Every job, to some extent, involves “faking it until you make it.” The older I get, the more sure of this I am. No one who comes straight out of college can do any job as well as someone who’s had thirty years of on-the-job experience. As a college student, I see all too often that people feel pressure to elevate their own experiences. Everyone is extremely quick to paint themselves as the gifted intern, the one the office couldn’t live without, the prodigy who set an impossibly high standard.
I understand the usefulness of this narrative. In fact, I endorse it, to a degree. I think people should take ownership of their successes, and they should absolutely emphasize them. If you don’t believe that you’re a competent, successful worker, no one else is going to, and your work life is going to suffer as a result.
What bothers me about people exaggerating their successes is that it makes it easier for new hires to think that they are defective. They know that their experiences are nothing like the fairy tales that their colleagues tell, so they start to believe that they are inadequate. I think that this is dangerous, and it could discourage new teachers from entering the profession.
This phenomenon is discussed in the aptly-titled article “I Lie About My Teaching” from The Atlantic. The author tells the story of one of his colleagues who enters the teaching profession, is excessively hard on herself, and is fired after three months despite being no worse than any other new teacher.
What further complicates this matter is the teacher savior complex that is always portrayed in the media. In some of the most beloved and inspirational movies of our time, like Freedom Writers and Dead Poets Society, the teachers engineer remarkable turnarounds in all of their students, changing their worldviews permanently. Teachers may feel inadequate when measured against these teachers, real or fictional, whose achievements seem larger than life.
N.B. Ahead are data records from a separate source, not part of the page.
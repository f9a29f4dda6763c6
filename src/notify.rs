/// Outbound webhook notifier.
///
/// Runs on its own thread and drains the alert outbox filled by the
/// recorder. Each alert is POSTed as one flat JSON object:
///
/// ```text
/// { "location": "Zugspitze", "timestamp": "2024-01-05T14:00:00+00:00",
///   "hazard_kind": "wind", "magnitude": 61.0,
///   "message": "...", "provenance": "predicted" }
/// ```
///
/// Delivery is best effort: failures are logged and dropped. The thread
/// exits once every sender has been dropped. Without a configured webhook
/// no outbox exists and the recorder only persists.

use serde::Serialize;
use std::sync::mpsc::{self, Receiver, Sender};
use std::thread::{self, JoinHandle};
use std::time::Duration;
use thiserror::Error;
use tracing::{debug, info, warn};

use crate::model::AlertRecord;

/// Wire form of one alert notification.
#[derive(Debug, Serialize)]
pub struct AlertNotification<'a> {
    pub location: &'a str,
    pub timestamp: String,
    pub hazard_kind: &'static str,
    pub magnitude: f64,
    pub message: &'a str,
    pub provenance: &'static str,
}

impl<'a> From<&'a AlertRecord> for AlertNotification<'a> {
    fn from(alert: &'a AlertRecord) -> Self {
        Self {
            location: &alert.location,
            timestamp: alert.start.to_rfc3339(),
            hazard_kind: alert.kind.as_str(),
            magnitude: alert.magnitude,
            message: &alert.message,
            provenance: alert.provenance.as_str(),
        }
    }
}

/// Posts alerts to one webhook URL.
pub struct WebhookNotifier {
    http: reqwest::blocking::Client,
    url: String,
}

impl WebhookNotifier {
    pub fn new(url: impl Into<String>, timeout: Duration) -> Result<Self, reqwest::Error> {
        let http = reqwest::blocking::Client::builder().timeout(timeout).build()?;
        Ok(Self { http, url: url.into() })
    }

    /// Sends one alert. Never fails; problems are logged.
    pub fn deliver(&self, alert: &AlertRecord) -> bool {
        let body = AlertNotification::from(alert);
        match self.http.post(&self.url).json(&body).send() {
            Ok(resp) if resp.status().is_success() => {
                debug!(location = %alert.location, hazard = %alert.kind, start = %alert.start, "notification delivered");
                true
            }
            Ok(resp) => {
                warn!(
                    location = %alert.location,
                    hazard = %alert.kind,
                    start = %alert.start,
                    status = resp.status().as_u16(),
                    "webhook rejected notification"
                );
                false
            }
            Err(e) => {
                warn!(
                    location = %alert.location,
                    hazard = %alert.kind,
                    start = %alert.start,
                    error = %e,
                    "webhook delivery failed"
                );
                false
            }
        }
    }

    /// Delivers every alert received until the channel closes.
    pub fn run(self, outbox: Receiver<AlertRecord>) {
        let mut delivered = 0usize;
        let mut failed = 0usize;
        for alert in outbox {
            if self.deliver(&alert) {
                delivered += 1;
            } else {
                failed += 1;
            }
        }
        info!(delivered, failed, "notifier stopped");
    }
}

#[derive(Debug, Error)]
pub enum NotifyError {
    #[error("could not build webhook client: {0}")]
    Client(#[from] reqwest::Error),
    #[error("could not start notifier thread: {0}")]
    Thread(#[from] std::io::Error),
}

/// Creates the alert outbox and the thread that drains it into `webhook_url`.
pub fn spawn(
    webhook_url: &str,
    timeout: Duration,
) -> Result<(Sender<AlertRecord>, JoinHandle<()>), NotifyError> {
    let notifier = WebhookNotifier::new(webhook_url, timeout)?;
    let (tx, rx) = mpsc::channel();
    let handle = thread::Builder::new()
        .name("notifier".to_string())
        .spawn(move || notifier.run(rx))?;
    info!(url = webhook_url, "alert notifications enabled");
    Ok((tx, handle))
}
I think that people in every profession, but especially teaching, shouldn’t be afraid to talk about failure. The only way that teachers will ever get better, and students will every really learn more, will be if teachers can understand what they do can improve on and learn to correct their mistakes.
Teachers also shouldn’t spend so much time comparing themselves to other teachers. Every classroom is different, so teachers need to know that what works brilliantly for one teacher may fall flat for another. Teachers should be able to learn from each other, but they shouldn’t convince themselves that some teachers are just simply always going to have success while others are doomed to fail.
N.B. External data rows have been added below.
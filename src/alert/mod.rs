/// Alert recording: one persisted alert per (location, hazard kind, start).
///
/// Each hazard interval found in a cycle becomes an `AlertRecord` with a
/// rendered message and a provenance relative to the processing clock. The
/// store's insert is the deduplication point; a repeat submission of the
/// same key writes nothing and is counted as suppressed.
///
/// After a successful insert the record is pushed onto the notification
/// outbox. The write is already committed by then, so a slow, failing or
/// absent notifier cannot affect what was persisted.

use chrono::{DateTime, Duration, Utc};
use std::sync::mpsc::Sender;
use tracing::{info, warn};

use crate::model::{AlertRecord, HazardInterval, HazardKind, Provenance};
use crate::store::{AlertStore, StoreError};

/// Counts from recording one batch of intervals.
#[derive(Debug, Clone, Copy, Default, PartialEq, Eq)]
pub struct RecordOutcome {
    pub recorded: usize,
    pub suppressed: usize,
}

impl RecordOutcome {
    pub fn add(&mut self, other: RecordOutcome) {
        self.recorded += other.recorded;
        self.suppressed += other.suppressed;
    }
}

#[derive(Debug, Clone, Default)]
pub struct AlertRecorder {
    outbox: Option<Sender<AlertRecord>>,
}

impl AlertRecorder {
    /// A recorder that only persists.
    pub fn new() -> Self {
        Self { outbox: None }
    }

    /// A recorder that also emits each newly persisted alert on `outbox`.
    pub fn with_outbox(outbox: Sender<AlertRecord>) -> Self {
        Self { outbox: Some(outbox) }
    }

    /// Persists every interval, returning how many were new.
    ///
    /// Stops at the first store error; alerts written before it stay
    /// written and will be suppressed as duplicates on the next cycle.
    pub fn record<S: AlertStore + ?Sized>(
        &self,
        store: &mut S,
        intervals: &[HazardInterval],
        now: DateTime<Utc>,
    ) -> Result<RecordOutcome, StoreError> {
        let mut outcome = RecordOutcome::default();

        for interval in intervals {
            let alert = build_record(interval, now);

            if store.insert_alert(&alert)? {
                outcome.recorded += 1;
                info!(
                    location = %alert.location,
                    hazard = %alert.kind,
                    series = %alert.series,
                    start = %alert.start,
                    provenance = %alert.provenance,
                    "{}",
                    alert.message
                );
                self.emit(alert);
            } else {
                outcome.suppressed += 1;
                info!(
                    location = %alert.location,
                    hazard = %alert.kind,
                    series = %alert.series,
                    start = %alert.start,
                    "alert already recorded, suppressed"
                );
            }
        }

        Ok(outcome)
    }

    fn emit(&self, alert: AlertRecord) {
        let Some(outbox) = &self.outbox else {
            return;
        };
        if let Err(e) = outbox.send(alert) {
            warn!(
                location = %e.0.location,
                hazard = %e.0.kind,
                start = %e.0.start,
                "notifier is gone, alert not forwarded"
            );
        }
    }
}

/// Builds the persisted form of `interval` as seen at `now`.
pub fn build_record(interval: &HazardInterval, now: DateTime<Utc>) -> AlertRecord {
    AlertRecord {
        location_id: interval.location_id,
        location: interval.location.clone(),
        kind: interval.kind,
        series: interval.series,
        start: interval.start,
        length: interval.length,
        magnitude: interval.magnitude,
        message: render_message(interval),
        provenance: Provenance::classify(Some(interval.start), now),
    }
}

/// Human-readable summary, e.g.
/// `Zugspitze: wind 61.0 km/h from 14:00 UTC for 3h`.
pub fn render_message(interval: &HazardInterval) -> String {
    let what = match interval.kind {
        HazardKind::Wind => format!("wind {:.1} km/h", interval.magnitude),
        HazardKind::Temperature => format!("temperature {:.1} °C", interval.magnitude),
        HazardKind::Precipitation if interval.magnitude > 0.0 => {
            format!("precipitation {:.1} mm", interval.magnitude)
        }
        HazardKind::Precipitation => "precipitation reported".to_string(),
    };

    format!(
        "{}: {} from {} UTC for {}",
        interval.location,
        what,
        interval.start.format("%H:%M"),
        format_duration(interval.duration())
    )
}

fn format_duration(d: Duration) -> String {
    let hours = d.num_hours();
    let minutes = d.num_minutes() - hours * 60;
    match (hours, minutes) {
        (0, m) => format!("{m}min"),
        (h, 0) => format!("{h}h"),
        (h, m) => format!("{h}h {m}min"),
    }
}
I think one of many reasons why prospective new teachers may be dissuaded from the profession is that teaching has a reputation as a hard, draining job where you’re expected to be amazing and inspirational at all times. If we want people to be excited about teaching, we have to be realistic enough to understand that not every day is going to go well, and that it’s okay to struggle. Teachers shouldn’t have to lie about their lives just to feel satisfied in what they’re doing. The reason people become teachers is to make a positive difference in kids’ lives, and those little victories, no matter how small, should be the realistic focus of how a teacher talks about their job.